### Stored data
+ + + +

//! Typed settings read from the configuration documents.
//!
//! Every field is extracted with a checked conversion; a malformed document
//! yields a [`ConfigError`] rather than a panic.

use crate::{
    cache::Namespace,
    client::ConfigClient,
    error::{ConfigError, ConfigResult},
    manager::ConfigManager,
    value::ConfigValue,
};
use std::collections::BTreeMap;
use tracing::warn;

/// Common-namespace key holding the Redis connection settings.
pub const REDIS_CONFIG_KEY: &str = "REDIS_CONFIG";
/// Service-namespace key holding the database settings.
pub const DB_CONFIG_KEY: &str = "DB_CONFIG";
/// Common-namespace key holding the auth service base URL.
pub const AUTH_SERVICE_URL_KEY: &str = "AUTH_SERV_URL";

const DEFAULT_REDIS_HOST: &str = "localhost";
const DEFAULT_REDIS_PORT: u16 = 6379;

/// Anything that can answer raw configuration lookups.
pub trait ConfigSource {
    /// Look up a decoded value.
    ///
    /// # Errors
    ///
    /// Returns [`ConfigError::KeyNotFound`] if the key is absent.
    fn config_value(&self, key: &str, namespace: Namespace) -> ConfigResult<ConfigValue>;
}

impl ConfigSource for ConfigClient {
    fn config_value(&self, key: &str, namespace: Namespace) -> ConfigResult<ConfigValue> {
        self.get_config_value_by_key(key, namespace)
    }
}

impl ConfigSource for ConfigManager {
    fn config_value(&self, key: &str, namespace: Namespace) -> ConfigResult<ConfigValue> {
        self.get_config_value_by_key(key, namespace)
    }
}

/// Redis connection settings.
#[derive(Debug, Clone, PartialEq, Eq)]
pub struct RedisSettings {
    /// Redis host
    pub host: String,
    /// Redis port
    pub port: u16,
}

impl RedisSettings {
    /// Read `REDIS_CONFIG` from the common namespace.
    ///
    /// A missing or non-string `host` falls back to `localhost` and a missing
    /// `port` to `6379`, both with a warning. `port` may be an integer or a
    /// numeric string.
    ///
    /// # Errors
    ///
    /// - [`ConfigError::KeyNotFound`] if `REDIS_CONFIG` is absent
    /// - [`ConfigError::Decode`] if it is not a mapping or the port is invalid
    pub fn load<S: ConfigSource + ?Sized>(source: &S) -> ConfigResult<Self> {
        let value = source.config_value(REDIS_CONFIG_KEY, Namespace::Common)?;
        let fields = as_fields(&value, Namespace::Common, REDIS_CONFIG_KEY)?;

        let host = match fields.get("host").map(ConfigValue::as_str) {
            Some(Ok(host)) if !host.is_empty() => host.to_string(),
            _ => {
                warn!(host = DEFAULT_REDIS_HOST, "Using default Redis host");
                DEFAULT_REDIS_HOST.to_string()
            }
        };

        let port = match fields.get("port") {
            Some(port) => port_number(port).ok_or_else(|| {
                ConfigError::decode(Namespace::Common, format!("invalid Redis port: {port}"))
            })?,
            None => {
                warn!(port = DEFAULT_REDIS_PORT, "Using default Redis port");
                DEFAULT_REDIS_PORT
            }
        };

        Ok(Self { host, port })
    }

    /// `host:port` address.
    #[must_use]
    pub fn address(&self) -> String {
        format!("{}:{}", self.host, self.port)
    }
}

/// Database connection settings.
#[derive(Debug, Clone, PartialEq, Eq)]
pub struct DatabaseSettings {
    /// Connection URL
    pub url: String,
    /// Maximum number of pooled connections
    pub max_pool_size: u32,
}

impl DatabaseSettings {
    /// Read `DB_CONFIG` from the service namespace.
    ///
    /// # Errors
    ///
    /// - [`ConfigError::KeyNotFound`] if `DB_CONFIG` is absent
    /// - [`ConfigError::Decode`] if it is not a mapping, `url` is missing or
    ///   not a string, or `maxPoolSize` is missing or not a positive integer
    pub fn load<S: ConfigSource + ?Sized>(source: &S) -> ConfigResult<Self> {
        let value = source.config_value(DB_CONFIG_KEY, Namespace::Service)?;
        let fields = as_fields(&value, Namespace::Service, DB_CONFIG_KEY)?;

        let url = fields
            .get("url")
            .ok_or_else(|| ConfigError::decode(Namespace::Service, "DB_CONFIG.url is required"))?
            .as_str()
            .map_err(|e| ConfigError::decode(Namespace::Service, format!("DB_CONFIG.url: {e}")))?
            .to_string();

        let max_pool_size = fields
            .get("maxPoolSize")
            .ok_or_else(|| {
                ConfigError::decode(Namespace::Service, "DB_CONFIG.maxPoolSize is required")
            })
            .and_then(|v| {
                positive_u32(v).ok_or_else(|| {
                    ConfigError::decode(
                        Namespace::Service,
                        format!("DB_CONFIG.maxPoolSize must be a positive integer, got {v}"),
                    )
                })
            })?;

        Ok(Self { url, max_pool_size })
    }
}

/// Read `AUTH_SERV_URL` from the common namespace.
///
/// # Errors
///
/// Returns [`ConfigError::KeyNotFound`] if absent and
/// [`ConfigError::TypeMismatch`] if it is not a string.
pub fn auth_service_url<S: ConfigSource + ?Sized>(source: &S) -> ConfigResult<String> {
    source
        .config_value(AUTH_SERVICE_URL_KEY, Namespace::Common)?
        .as_str()
        .map(str::to_string)
}

fn as_fields<'a>(
    value: &'a ConfigValue,
    namespace: Namespace,
    key: &str,
) -> ConfigResult<&'a BTreeMap<String, ConfigValue>> {
    value
        .as_map()
        .map_err(|e| ConfigError::decode(namespace, format!("invalid {key} format: {e}")))
}

fn port_number(value: &ConfigValue) -> Option<u16> {
    match value {
        ConfigValue::String(s) => s.trim().parse().ok(),
        other => other.as_u64().ok().and_then(|n| u16::try_from(n).ok()),
    }
}

fn positive_u32(value: &ConfigValue) -> Option<u32> {
    let n = match value {
        ConfigValue::String(s) => s.trim().parse::<u32>().ok()?,
        other => u32::try_from(other.as_u64().ok()?).ok()?,
    };
    (n > 0).then_some(n)
}

#[cfg(test)]
mod tests {
    use super::*;
    use serde_json::json;
    use std::collections::HashMap;

    #[derive(Default)]
    struct StaticSource(HashMap<(Namespace, String), ConfigValue>);

    impl StaticSource {
        fn with(mut self, namespace: Namespace, key: &str, value: serde_json::Value) -> Self {
            self.0.insert((namespace, key.to_string()), value.into());
            self
        }
    }

    impl ConfigSource for StaticSource {
        fn config_value(&self, key: &str, namespace: Namespace) -> ConfigResult<ConfigValue> {
            self.0
                .get(&(namespace, key.to_string()))
                .cloned()
                .ok_or_else(|| ConfigError::key_not_found(key, namespace))
        }
    }

    #[test]
    fn test_redis_settings_string_port() {
        let source = StaticSource::default().with(
            Namespace::Common,
            REDIS_CONFIG_KEY,
            json!({"host": "redis.internal", "port": "6380"}),
        );

        let settings = RedisSettings::load(&source).unwrap();
        assert_eq!(settings.host, "redis.internal");
        assert_eq!(settings.port, 6380);
        assert_eq!(settings.address(), "redis.internal:6380");
    }

    #[test]
    fn test_redis_settings_numeric_port_and_defaults() {
        let source =
            StaticSource::default().with(Namespace::Common, REDIS_CONFIG_KEY, json!({"port": 7000}));
        let settings = RedisSettings::load(&source).unwrap();
        assert_eq!(settings.host, "localhost");
        assert_eq!(settings.port, 7000);

        let source = StaticSource::default().with(Namespace::Common, REDIS_CONFIG_KEY, json!({}));
        assert_eq!(RedisSettings::load(&source).unwrap().address(), "localhost:6379");
    }

    #[test]
    fn test_redis_settings_rejects_bad_input() {
        let source = StaticSource::default().with(
            Namespace::Common,
            REDIS_CONFIG_KEY,
            json!({"port": "sixty"}),
        );
        assert!(matches!(RedisSettings::load(&source), Err(ConfigError::Decode { .. })));

        let source =
            StaticSource::default().with(Namespace::Common, REDIS_CONFIG_KEY, json!({"port": 70000}));
        assert!(matches!(RedisSettings::load(&source), Err(ConfigError::Decode { .. })));

        let source =
            StaticSource::default().with(Namespace::Common, REDIS_CONFIG_KEY, json!("redis:6379"));
        assert!(matches!(RedisSettings::load(&source), Err(ConfigError::Decode { .. })));

        let err = RedisSettings::load(&StaticSource::default()).unwrap_err();
        assert!(err.is_key_not_found());
    }

    #[test]
    fn test_database_settings() {
        let source = StaticSource::default().with(
            Namespace::Service,
            DB_CONFIG_KEY,
            json!({"url": "mysql://db:3306/orders", "maxPoolSize": 20}),
        );
        let settings = DatabaseSettings::load(&source).unwrap();
        assert_eq!(settings.url, "mysql://db:3306/orders");
        assert_eq!(settings.max_pool_size, 20);

        let source = StaticSource::default().with(
            Namespace::Service,
            DB_CONFIG_KEY,
            json!({"url": "mysql://db", "maxPoolSize": "8"}),
        );
        assert_eq!(DatabaseSettings::load(&source).unwrap().max_pool_size, 8);
    }

    #[test]
    fn test_database_settings_checks_every_field() {
        for doc in [
            json!({"maxPoolSize": 5}),
            json!({"url": 42, "maxPoolSize": 5}),
            json!({"url": "mysql://db"}),
            json!({"url": "mysql://db", "maxPoolSize": 0}),
            json!({"url": "mysql://db", "maxPoolSize": -3}),
            json!({"url": "mysql://db", "maxPoolSize": [5]}),
            json!(["url"]),
        ] {
            let source = StaticSource::default().with(Namespace::Service, DB_CONFIG_KEY, doc);
            assert!(
                matches!(DatabaseSettings::load(&source), Err(ConfigError::Decode { .. })),
                "expected decode error"
            );
        }
    }

    #[test]
    fn test_auth_service_url() {
        let source = StaticSource::default().with(
            Namespace::Common,
            AUTH_SERVICE_URL_KEY,
            json!("http://auth:8080"),
        );
        assert_eq!(auth_service_url(&source).unwrap(), "http://auth:8080");

        let source = StaticSource::default().with(Namespace::Common, AUTH_SERVICE_URL_KEY, json!(1));
        assert!(matches!(auth_service_url(&source), Err(ConfigError::TypeMismatch { .. })));
    }
}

+ + + +

### Required action
The lines to return are those with the string "ConfigManager" in them; copy each from the entries above.

### Answer for the task
    manager::ConfigManager,
impl ConfigSource for ConfigManager {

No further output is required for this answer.